A sky dotted with humming, darting helicopters is a familiar motif in contemporary São Paulo folklore, and it’s the opening image of dozens of foreign-language profiles of the city. There’s some statistical truth to it: according to ABRAPHE (the Brazilian Association of Helicopter Pilots), the city is host to around 400 registered helicopters, much trumpeted as one of the largest private fleets in the world.

Helicopters have become rarer, though, since 2009, when a Prefeitura (City Hall) clampdown reduced the number of high-rise helipads in São Paulo by 30 per cent, from 272 to 193. At the time, an incremental increase in helipads had led to complaints about noise pollution, as executives darted in from Guarulhos and Congonhas airports for meetings on Avenida Paulista or out in gleaming Berrini, or buzzed up from Avenida Faria Lima for appointments in Alphaville, an out-of-town hub and home to divisions of companies like the bank Bradesco. At some of the city’s chic hotels, guests fly in from the airport and alight in style – on the top of the svelte Emiliano hotel, for example, in the heart of Jardins, particularly around the annual Formula One event in November, when helicopter use reaches a zenith.

The Prefeitura’s 2009 ruling set strict restrictions, banning the use of helipads within 300m of a school or hospital and judging them on a series of environmental criteria, including noise levels. It shut down the landing spots atop dozens of buildings, including that of the powerful FIESP (the Federation of Industries of São Paulo State), a striking, slope-fronted skyscraper on Avenida Paulista. Twelve cases have recently been brought against the ruling by the owners of high-profile buildings like the Faria Lima Financial Center and the Office Tower Itaim, or by businesses that operate inside them, including Santander and Itáu. The latter bank is the only one of the plaintiffs in the five cases to have so far been heard that has won its case, arguing that its helipad’s existence predated the school erected nearby in 2008 with the blessing of planning authorities.

The helicopter problem isn’t just a Paulistano one: in Rio in August, flights around Christ the Redeemer statue and Sugarloaf Mountain were reined in, with helicopters banned from flying around the tourist attractions and ordered to climb to 1,500m, as opposed to the 1,000m previously in force.

Meanwhile in São Paulo, a bill to reform the rules around helipads is currently being proposed, and may yet be voted on this year, that would reduce the 300m distance between helipads and schools and hospitals to 200m, and make exceptions for helipads already in use and those producing less than 95 decibels of noise.

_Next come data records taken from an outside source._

//! Widget trait: layout hooks, rendering, hit testing.
//!
//! The `Widget` trait is the per-type behavior attached to an element. The
//! element tree owns structure and property values; a widget only supplies
//! the virtual hooks that differ between element types. While a hook runs,
//! the widget is taken out of the tree, so hooks receive `&mut self` and a
//! context with full access to the tree.

use std::any::Any;

use crate::error::Result;
use crate::geometry::{Point, Rect, Size};
use crate::layout::LayoutCx;
use crate::render::RenderCx;

// ---------------------------------------------------------------------------
// Widget trait
// ---------------------------------------------------------------------------

/// Core trait implemented by all widgets.
///
/// Widget is object-safe; elements hold a `Box<dyn Widget>`.
pub trait Widget: Any + Send {
    /// The type name for this widget (e.g. "Panel", "Border").
    ///
    /// Used for diagnostics and render-list snapshots.
    fn type_name(&self) -> &'static str;

    /// Compute the content size for `available`, which has margins already
    /// removed and min/max constraints applied. Children are measured with
    /// [`LayoutCx::measure_child`].
    ///
    /// The default overlays all children: the result is the largest child.
    fn measure_core(&mut self, cx: &mut LayoutCx<'_>, available: Size) -> Result<Size> {
        let mut size = Size::ZERO;
        for child in cx.children() {
            size = size.max(cx.measure_child(child, available));
        }
        Ok(size)
    }

    /// Position children inside `size` (local coordinates) and return the
    /// element's render size.
    ///
    /// The default gives every child the full area.
    fn arrange_core(&mut self, cx: &mut LayoutCx<'_>, size: Size) -> Result<Size> {
        for child in cx.children() {
            cx.arrange_child(child, size.to_rect());
        }
        Ok(size)
    }

    /// Emit this element's own draw commands in local coordinates. Children
    /// are emitted by the builder afterwards.
    fn render(&self, _cx: &mut RenderCx<'_>) -> Result<()> {
        Ok(())
    }

    /// Whether `point` (local coordinates) hits this element, given that no
    /// child was hit and the point lies within `bounds`.
    fn hit_test_core(&self, point: Point, bounds: Rect) -> bool {
        bounds.contains(point)
    }

    /// Whether children are clipped to this element's bounds regardless of
    /// the `ClipToBounds` property.
    fn clip_to_bounds(&self) -> bool {
        false
    }

    /// Copy this widget for template instantiation.
    fn clone_widget(&self) -> Box<dyn Widget>;

    /// Downcast to `&dyn Any` for runtime type inspection.
    fn as_any(&self) -> &dyn Any;

    /// Downcast to `&mut dyn Any` for mutable runtime type inspection.
    fn as_any_mut(&mut self) -> &mut dyn Any;
}

// ===========================================================================
// Tests
// ===========================================================================

#[cfg(test)]
mod tests {
    use std::sync::Arc;

    use super::*;
    use crate::error::UiError;
    use crate::layout::update_layout;
    use crate::property::PropertyRegistry;
    use crate::tree::ElementTree;
    use crate::widgets::Panel;

    // -----------------------------------------------------------------------
    // Test widgets
    // -----------------------------------------------------------------------

    #[derive(Clone)]
    struct Fixed(Size);

    impl Widget for Fixed {
        fn type_name(&self) -> &'static str {
            "Fixed"
        }

        fn measure_core(&mut self, _cx: &mut LayoutCx<'_>, _available: Size) -> Result<Size> {
            Ok(self.0)
        }

        fn clone_widget(&self) -> Box<dyn Widget> {
            Box::new(self.clone())
        }

        fn as_any(&self) -> &dyn Any {
            self
        }

        fn as_any_mut(&mut self) -> &mut dyn Any {
            self
        }
    }

    /// Hits only the left half of its bounds.
    #[derive(Clone)]
    struct LeftHalf;

    impl Widget for LeftHalf {
        fn type_name(&self) -> &'static str {
            "LeftHalf"
        }

        fn hit_test_core(&self, point: Point, bounds: Rect) -> bool {
            point.x < bounds.width / 2.0
        }

        fn measure_core(&mut self, _cx: &mut LayoutCx<'_>, _available: Size) -> Result<Size> {
            Err(UiError::Widget("never measures".into()))
        }

        fn clone_widget(&self) -> Box<dyn Widget> {
            Box::new(self.clone())
        }

        fn as_any(&self) -> &dyn Any {
            self
        }

        fn as_any_mut(&mut self) -> &mut dyn Any {
            self
        }
    }

    // -----------------------------------------------------------------------
    // Default hooks
    // -----------------------------------------------------------------------

    #[test]
    fn default_measure_overlays_children() {
        let mut tree = ElementTree::new(Arc::new(PropertyRegistry::new()));
        let root = tree.create(Panel::new());
        let a = tree.create(Fixed(Size::new(30.0, 10.0)));
        let b = tree.create(Fixed(Size::new(20.0, 40.0)));
        tree.append_child(root, a);
        tree.append_child(root, b);
        update_layout(&mut tree, root, Size::INFINITE);
        assert_eq!(tree.desired_size(root), Some(Size::new(30.0, 40.0)));
        assert_eq!(tree.layout_rect(a), Some(Rect::new(0.0, 0.0, 30.0, 40.0)));
    }

    #[test]
    fn custom_hit_test_and_failed_measure() {
        let mut tree = ElementTree::new(Arc::new(PropertyRegistry::new()));
        let root = tree.create(Panel::new());
        let half = tree.create(LeftHalf);
        tree.append_child(root, half);
        update_layout(&mut tree, root, Size::new(100.0, 100.0));
        // Failed measure counts as zero; stretch alignment still fills the slot.
        assert_eq!(tree.desired_size(half), Some(Size::ZERO));
        assert_eq!(tree.hit_test(root, Point::new(10.0, 10.0)), Some(half));
        assert_eq!(tree.hit_test(root, Point::new(90.0, 10.0)), Some(root));
    }

    #[test]
    fn clone_widget_preserves_type() {
        let fixed = Fixed(Size::new(1.0, 2.0));
        let copy = fixed.clone_widget();
        assert_eq!(copy.type_name(), "Fixed");
        assert!(copy.as_any().downcast_ref::<Fixed>().is_some());
    }
}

But amidst all the commotion of court cases and political jockeying, one local business is just fine with the rules and will even, it hopes, soon be thriving thanks to them. The Maksoud Plaza, once São Paulo’s flagship luxury hotel and now a fascinating, retro-kitsch wonderland, where the sense of staying in a 1980s timewarp is an inescapable and charming part of the experience, has just unveiled its long-awaited helipad. ‘Take down the coordinates!’ crowed its press release (23º 33’ 47″ S / 46º 39’ 04″ W), announcing its fully licenced landing spot high on the ridge of Avenida Paulista, on top of the 441m building. With permission to receive flights from guests and non-guests alike for a touch-down fee of R$400 a time, the hotel is promising a new bar and restaurant to go just below the helipad. Just the spot for a refreshing shandy, scanning the sky looking for the next rain to fall. A new garoa infusion is expected – half-heartedly – for the morning of the 19th.